* _DIRECTIONS FOR THIS TASK_
Scan the entries line by line and return those with "GlobalTextRule".

%%

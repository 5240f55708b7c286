//! OCR engine contract and the gate deciding which regions get OCR.
//!
//! - `TesseractEngine`: tesseract via command line, TSV output for per-word confidence
//! - `OcrGate`: overlap test, citation reservation, dispatch and confidence filter

pub mod gate;
pub mod tesseract;

use crate::error::OcrError;
use crate::types::Bitmap;

pub use gate::{OcrCandidate, OcrGate, OcrGateSettings};
pub use tesseract::TesseractEngine;

/// One recognized token with its confidence (0.0 - 1.0)
#[derive(Debug, Clone, PartialEq)]
pub struct OcrToken {
    pub text: String,
    pub confidence: f32,
}

impl OcrToken {
    pub fn new(text: impl Into<String>, confidence: f32) -> Self {
        Self {
            text: text.into(),
            confidence,
        }
    }
}

/// Bitmap in, tokens out
pub trait OcrEngine: Send + Sync {
    fn recognize(&self, bitmap: &Bitmap, language: &str) -> Result<Vec<OcrToken>, OcrError>;

    /// Engine identifier recorded on every OCR result
    fn name(&self) -> &str;

    fn is_available(&self) -> bool {
        true
    }
}

/// Mean token confidence; `None` when nothing was recognized
pub fn aggregate_confidence(tokens: &[OcrToken]) -> Option<f32> {
    if tokens.is_empty() {
        return None;
    }
    let sum: f32 = tokens.iter().map(|t| t.confidence).sum();
    Some(sum / tokens.len() as f32)
}

pub fn join_tokens(tokens: &[OcrToken]) -> String {
    tokens
        .iter()
        .map(|t| t.text.trim())
        .filter(|t| !t.is_empty())
        .collect::<Vec<_>>()
        .join(" ")
}
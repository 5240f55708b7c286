//! Shared scope configuration and the per-pass resolution context.
//!
//! `scope_config.yaml` is read once at the start of a regeneration pass and
//! frozen, together with the device's correction snapshot, into a
//! `ResolutionContext` that every lookup receives explicitly.

use super::records::{CorrectionPayload, CorrectionRecord};
use super::store::CorrectionSet;
use crate::error::CorrectionError;
use regex::Regex;
use serde::{Deserialize, Serialize};
use std::collections::BTreeMap;
use std::fs;
use std::path::Path;

/// One entry of the global error → replacement list
#[derive(Debug, Clone, PartialEq, Serialize, Deserialize)]
pub struct GlobalPattern {
    pub pattern: String,
    pub replacement: String,
    /// Treat `pattern` as a regex instead of a literal
    #[serde(default)]
    pub regex: bool,
}

#[derive(Debug, Clone, Default, PartialEq, Serialize, Deserialize)]
pub struct ScopeConfig {
    /// prefix → category for every device
    #[serde(default)]
    pub standard: BTreeMap<String, String>,
    #[serde(default)]
    pub global_patterns: Vec<GlobalPattern>,
    /// vendor → prefix → category
    #[serde(default)]
    pub vendors: BTreeMap<String, BTreeMap<String, String>>,
}

impl ScopeConfig {
    /// Missing file means an empty configuration
    pub fn load(path: &Path) -> Result<Self, CorrectionError> {
        if !path.exists() {
            return Ok(Self::default());
        }
        let content = fs::read_to_string(path)?;
        Ok(serde_yaml::from_str(&content)?)
    }

    pub fn save(&self, path: &Path) -> Result<(), CorrectionError> {
        if let Some(parent) = path.parent() {
            fs::create_dir_all(parent)?;
        }
        fs::write(path, serde_yaml::to_string(self)?)?;
        Ok(())
    }
}

/// Global text rule ready to apply
#[derive(Debug, Clone)]
pub(crate) enum TextRule {
    Literal { pattern: String, replacement: String },
    Regex { pattern: Regex, replacement: String },
}

impl TextRule {
    pub(crate) fn key(&self) -> &str {
        match self {
            TextRule::Literal { pattern, .. } => pattern,
            TextRule::Regex { pattern, .. } => pattern.as_str(),
        }
    }

    pub(crate) fn apply(&self, text: &str) -> Option<String> {
        match self {
            TextRule::Literal {
                pattern,
                replacement,
            } => text.contains(pattern.as_str()).then(|| text.replace(pattern.as_str(), replacement)),
            TextRule::Regex {
                pattern,
                replacement,
            } => pattern
                .is_match(text)
                .then(|| pattern.replace_all(text, replacement.as_str()).into_owned()),
        }
    }
}

/// Where a global text rule came from
#[derive(Debug, Clone)]
pub(crate) struct GlobalTextRule {
    pub rule: TextRule,
    /// Appended global record, `None` for `scope_config.yaml` entries
    pub record: Option<CorrectionRecord>,
}

/// Everything one regeneration pass may consult, loaded up front
#[derive(Debug, Clone)]
pub struct ResolutionContext {
    pub device_id: String,
    pub vendor: Option<String>,
    pub corrections: CorrectionSet,
    pub(crate) global_text: Vec<GlobalTextRule>,
    pub(crate) global_categories: Vec<(Regex, CorrectionRecord)>,
    pub(crate) vendor_map: BTreeMap<String, String>,
    pub(crate) standard_map: BTreeMap<String, String>,
}

impl ResolutionContext {
    pub fn new(
        device_id: impl Into<String>,
        vendor: Option<String>,
        config: &ScopeConfig,
        corrections: CorrectionSet,
    ) -> Result<Self, CorrectionError> {
        let mut global_text = Vec::new();
        for entry in &config.global_patterns {
            let rule = if entry.regex {
                TextRule::Regex {
                    pattern: compile(&entry.pattern)?,
                    replacement: entry.replacement.clone(),
                }
            } else {
                TextRule::Literal {
                    pattern: entry.pattern.clone(),
                    replacement: entry.replacement.clone(),
                }
            };
            global_text.push(GlobalTextRule { rule, record: None });
        }

        let mut global_categories = Vec::new();
        for record in &corrections.global {
            match &record.payload {
                CorrectionPayload::TextReplacement {
                    citation_id: None,
                    original,
                    corrected,
                } => global_text.push(GlobalTextRule {
                    rule: TextRule::Literal {
                        pattern: original.clone(),
                        replacement: corrected.clone(),
                    },
                    record: Some(record.clone()),
                }),
                CorrectionPayload::CategoryOverride { prefix, .. } => {
                    global_categories.push((compile(prefix)?, record.clone()));
                }
                _ => {}
            }
        }

        let vendor_map = vendor
            .as_ref()
            .and_then(|v| config.vendors.get(v))
            .cloned()
            .unwrap_or_default();

        Ok(Self {
            device_id: device_id.into(),
            vendor,
            corrections,
            global_text,
            global_categories,
            vendor_map,
            standard_map: config.standard.clone(),
        })
    }
}

fn compile(pattern: &str) -> Result<Regex, CorrectionError> {
    Regex::new(pattern).map_err(|e| CorrectionError::InvalidPattern {
        pattern: pattern.to_string(),
        message: e.to_string(),
    })
}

%%

* _EXPECTED ANSWER_
pub(crate) struct GlobalTextRule {
    pub(crate) global_text: Vec<GlobalTextRule>,
            global_text.push(GlobalTextRule { rule, record: None });
                } => global_text.push(GlobalTextRule {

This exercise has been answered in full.